== MATERIALS PROVIDED

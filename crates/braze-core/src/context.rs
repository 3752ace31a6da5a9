//! Per-dispatch context.
//!
//! A [`Context`] is created for every incoming event and shared by all
//! callbacks that event reaches. It carries the event, the bot that received
//! it, a typed key-value bag the middlewares communicate through, the
//! continuation surface ([`Context::proceed`] / [`Context::abort`]) and the
//! wait-for-next-event primitive built on short-lived removable handlers.
//!
//! # Example
//!
//! ```rust,ignore
//! handler.handle(|ctx: Arc<Context>| async move {
//!     if let Some(name) = ctx.prompt("what should I call you?", Duration::from_secs(30)).await {
//!         let _ = ctx.reply(format!("hello, {name}")).await;
//!     }
//! });
//! ```

use std::any::Any;
use std::collections::HashMap;
use std::sync::Arc;
use std::time::Duration;

use parking_lot::{Mutex, RwLock};
use serde_json::Value;
use tokio::sync::oneshot;

use crate::bot::Bot;
use crate::config::BotConfig;
use crate::dispatch::Action;
use crate::error::{ApiError, ApiResult};
use crate::event::{Event, EventField, EventName};
use crate::handler::{Handler, Middleware, RemoveHandle};
use crate::middlewares;

/// Shared state of one event dispatch.
pub struct Context {
    bot: Option<Arc<dyn Bot>>,
    event: Arc<dyn Event>,
    config: Arc<BotConfig>,
    data: RwLock<HashMap<String, Arc<dyn Any + Send + Sync>>>,
    action: Mutex<Option<Action>>,
    active: Mutex<Option<Arc<Handler>>>,
}

impl Context {
    pub(crate) fn new(
        bot: Option<Arc<dyn Bot>>,
        event: Arc<dyn Event>,
        config: Arc<BotConfig>,
    ) -> Arc<Self> {
        Arc::new(Self {
            bot,
            event,
            config,
            data: RwLock::new(HashMap::new()),
            action: Mutex::new(None),
            active: Mutex::new(None),
        })
    }

    // =========================================================================
    // Accessors
    // =========================================================================

    /// The event being dispatched.
    pub fn event(&self) -> Arc<dyn Event> {
        Arc::clone(&self.event)
    }

    /// Shorthand for the dispatched event's name.
    pub fn event_name(&self) -> EventName {
        self.event.name()
    }

    /// The bot the event arrived on, when one is attached.
    pub fn bot(&self) -> Option<Arc<dyn Bot>> {
        self.bot.clone()
    }

    pub fn config(&self) -> &BotConfig {
        &self.config
    }

    /// The handler currently being evaluated, while a dispatch is running.
    ///
    /// Wait listeners attach under this node so they live and die with the
    /// handler that created them.
    pub fn active_handler(&self) -> Option<Arc<Handler>> {
        self.active.lock().clone()
    }

    pub(crate) fn set_active_handler(&self, handler: Option<Arc<Handler>>) {
        *self.active.lock() = handler;
    }

    // =========================================================================
    // Key-value bag
    // =========================================================================

    /// Stores a value under `key`, replacing any previous one.
    ///
    /// Middlewares use this to hand their match results to later middlewares
    /// and to the terminal action.
    pub fn set<T: Send + Sync + 'static>(&self, key: impl Into<String>, value: T) {
        self.data.write().insert(key.into(), Arc::new(value));
    }

    /// Returns the value stored under `key`, if it exists and is a `T`.
    pub fn get<T: Send + Sync + 'static>(&self, key: &str) -> Option<Arc<T>> {
        let value = Arc::clone(self.data.read().get(key)?);
        value.downcast::<T>().ok()
    }

    // =========================================================================
    // Continuation
    // =========================================================================

    /// Passes the event on to the handlers that would otherwise be skipped.
    ///
    /// The remainder of the traversal runs to completion inside this call.
    /// Returns `true` if some terminal action ran in that remainder. Outside
    /// a middleware or terminal action (or called a second time) this does
    /// nothing and returns `false`.
    pub async fn proceed(&self) -> bool {
        let action = self.action.lock().clone();
        match action {
            Some(action) => action.proceed().await,
            None => false,
        }
    }

    /// Halts the whole dispatch. No further middleware, terminal action or
    /// pending handler runs after the current callback returns.
    pub fn abort(&self) {
        let action = self.action.lock().clone();
        if let Some(action) = action {
            action.abort();
        }
    }

    pub(crate) fn install_action(&self, action: Action) {
        *self.action.lock() = Some(action);
    }

    pub(crate) fn clear_action(&self) {
        *self.action.lock() = None;
    }

    // =========================================================================
    // Bot API helpers
    // =========================================================================

    /// Calls a bot API action, bounded by the configured API timeout.
    ///
    /// Fails with [`ApiError::NotConnected`] when no bot is attached.
    pub async fn call_api(&self, action: &str, params: Value) -> ApiResult<Value> {
        let Some(bot) = self.bot.clone() else {
            return Err(ApiError::NotConnected);
        };
        let timeout = Duration::from_secs(self.config.api_timeout_secs);
        match tokio::time::timeout(timeout, bot.call_api(action, params)).await {
            Ok(result) => result,
            Err(_) => Err(ApiError::Timeout),
        }
    }

    /// Sends a message back to where the event came from.
    ///
    /// Group events are answered in the group, everything else directly to
    /// the sending user.
    pub async fn reply(&self, message: impl Into<String>) -> ApiResult<Value> {
        let message = message.into();
        let params = if let Some(group_id) = self.event.field(EventField::GroupId) {
            serde_json::json!({ "group_id": group_id, "message": message })
        } else if let Some(user_id) = self.event.field(EventField::UserId) {
            serde_json::json!({ "user_id": user_id, "message": message })
        } else {
            return Err(ApiError::Unsupported("event carries no reply target"));
        };
        self.call_api("send_msg", params).await
    }

    /// Recalls the message that triggered the current event.
    pub async fn delete_msg(&self) -> ApiResult<Value> {
        let Some(message_id) = self.event.field(EventField::MessageId) else {
            return Err(ApiError::Unsupported("event carries no message id"));
        };
        self.call_api("delete_msg", serde_json::json!({ "message_id": message_id }))
            .await
    }

    // =========================================================================
    // Waiting for events
    // =========================================================================

    /// Parks until the next event passing all of `filters`, at most `timeout`
    /// long.
    ///
    /// The listener is an ephemeral universal-name child of the active
    /// handler; the event that wakes it is consumed by its own dispatch.
    /// Returns `None` on timeout or when called outside a dispatch.
    pub async fn wait_for_next_event(
        &self,
        timeout: Duration,
        filters: Vec<Middleware>,
    ) -> Option<Arc<dyn Event>> {
        let Some(anchor) = self.active_handler() else {
            tracing::warn!("wait_for_next_event called outside of a dispatch, ignoring");
            return None;
        };

        let (tx, rx) = oneshot::channel::<Arc<dyn Event>>();
        let slot = Arc::new(Mutex::new(Some(tx)));
        let (listener, handle) = anchor.new_removable_handler(&[]);
        // Covers every exit path, including cancellation of this future.
        let _guard = RemoveOnDrop(handle.clone());
        for filter in filters {
            listener.use_middleware(filter);
        }
        listener.handle(move |ctx: Arc<Context>| {
            let slot = Arc::clone(&slot);
            let handle = handle.clone();
            async move {
                if let Some(tx) = slot.lock().take() {
                    let _ = tx.send(ctx.event());
                }
                handle.remove();
            }
        });

        match tokio::time::timeout(timeout, rx).await {
            Ok(Ok(event)) => Some(event),
            _ => None,
        }
    }

    /// Waits for the next event from the same session as the current one.
    pub async fn wait_for_next_event_in_session(&self, timeout: Duration) -> Option<Arc<dyn Event>> {
        let session = middlewares::from_session(self.event.session_id());
        self.wait_for_next_event(timeout, vec![session]).await
    }

    /// Sends `text` and waits for the session's answer, returning its plain
    /// text. `None` when sending fails or nobody answers in time.
    pub async fn prompt(&self, text: impl Into<String>, timeout: Duration) -> Option<String> {
        self.reply(text).await.ok()?;
        let event = self.wait_for_next_event_in_session(timeout).await?;
        Some(event.plain_text())
    }
}

struct RemoveOnDrop(RemoveHandle);

impl Drop for RemoveOnDrop {
    fn drop(&mut self) {
        self.0.remove();
    }
}

#[cfg(test)]
mod tests {
    use super::*;
    use crate::testing::{EchoBot, TestEvent, test_context};

    #[test]
    fn test_bag_roundtrip() {
        let ctx = test_context(EventName::MESSAGE_PRIVATE, "hi");
        ctx.set("attempts", 3_i64);
        ctx.set("who", "alice".to_string());
        assert_eq!(ctx.get::<i64>("attempts").as_deref(), Some(&3));
        assert_eq!(ctx.get::<String>("who").as_deref(), Some(&"alice".to_string()));
        assert!(ctx.get::<i64>("missing").is_none());

        // Same key, wrong type.
        assert!(ctx.get::<String>("attempts").is_none());

        ctx.set("attempts", 4_i64);
        assert_eq!(ctx.get::<i64>("attempts").as_deref(), Some(&4));
    }

    #[tokio::test]
    async fn test_proceed_without_dispatch_is_false() {
        let ctx = test_context(EventName::MESSAGE_PRIVATE, "hi");
        assert!(!ctx.proceed().await);
        ctx.abort();
    }

    #[tokio::test]
    async fn test_reply_routes_to_group_when_present() {
        let bot = Arc::new(EchoBot::default());
        let event = Arc::new(TestEvent::group_message(42, 7, "hello"));
        let ctx = Context::new(Some(bot.clone()), event, Arc::new(BotConfig::default()));

        ctx.reply("welcome").await.unwrap();
        let calls = bot.calls.lock();
        assert_eq!(calls.len(), 1);
        assert_eq!(calls[0].0, "send_msg");
        assert_eq!(calls[0].1["group_id"], 42);
        assert_eq!(calls[0].1["message"], "welcome");
    }

    #[tokio::test]
    async fn test_reply_falls_back_to_user() {
        let bot = Arc::new(EchoBot::default());
        let event = Arc::new(TestEvent::private_message(7, "hello"));
        let ctx = Context::new(Some(bot.clone()), event, Arc::new(BotConfig::default()));

        ctx.reply("welcome").await.unwrap();
        let calls = bot.calls.lock();
        assert_eq!(calls[0].1["user_id"], 7);
    }

    #[tokio::test]
    async fn test_api_calls_without_bot_fail() {
        let event = Arc::new(TestEvent::private_message(7, "hello"));
        let ctx = Context::new(None, event, Arc::new(BotConfig::default()));
        assert!(matches!(ctx.reply("welcome").await, Err(ApiError::NotConnected)));
    }

    #[tokio::test]
    async fn test_delete_msg_uses_message_id() {
        let bot = Arc::new(EchoBot::default());
        let event = Arc::new(TestEvent::private_message(7, "hello"));
        let ctx = Context::new(Some(bot.clone()), event, Arc::new(BotConfig::default()));

        ctx.delete_msg().await.unwrap();
        let calls = bot.calls.lock();
        assert_eq!(calls[0].0, "delete_msg");
        assert_eq!(calls[0].1["message_id"], 99);
    }

    #[tokio::test(start_paused = true)]
    async fn test_wait_outside_dispatch_is_none() {
        let ctx = test_context(EventName::MESSAGE_PRIVATE, "hi");
        let got = ctx.wait_for_next_event(Duration::from_secs(5), Vec::new()).await;
        assert!(got.is_none());
    }
}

====

An exact copy of the lines above, from the one containing "that remainder. Outside" down to the one containing "terminal action or" and including both, is the whole answer; retype it and nothing else.

    /// Returns `true` if some terminal action ran in that remainder. Outside
    /// a middleware or terminal action (or called a second time) this does
    /// nothing and returns `false`.
    pub async fn proceed(&self) -> bool {
        let action = self.action.lock().clone();
        match action {
            Some(action) => action.proceed().await,
            None => false,
        }
    }

    /// Halts the whole dispatch. No further middleware, terminal action or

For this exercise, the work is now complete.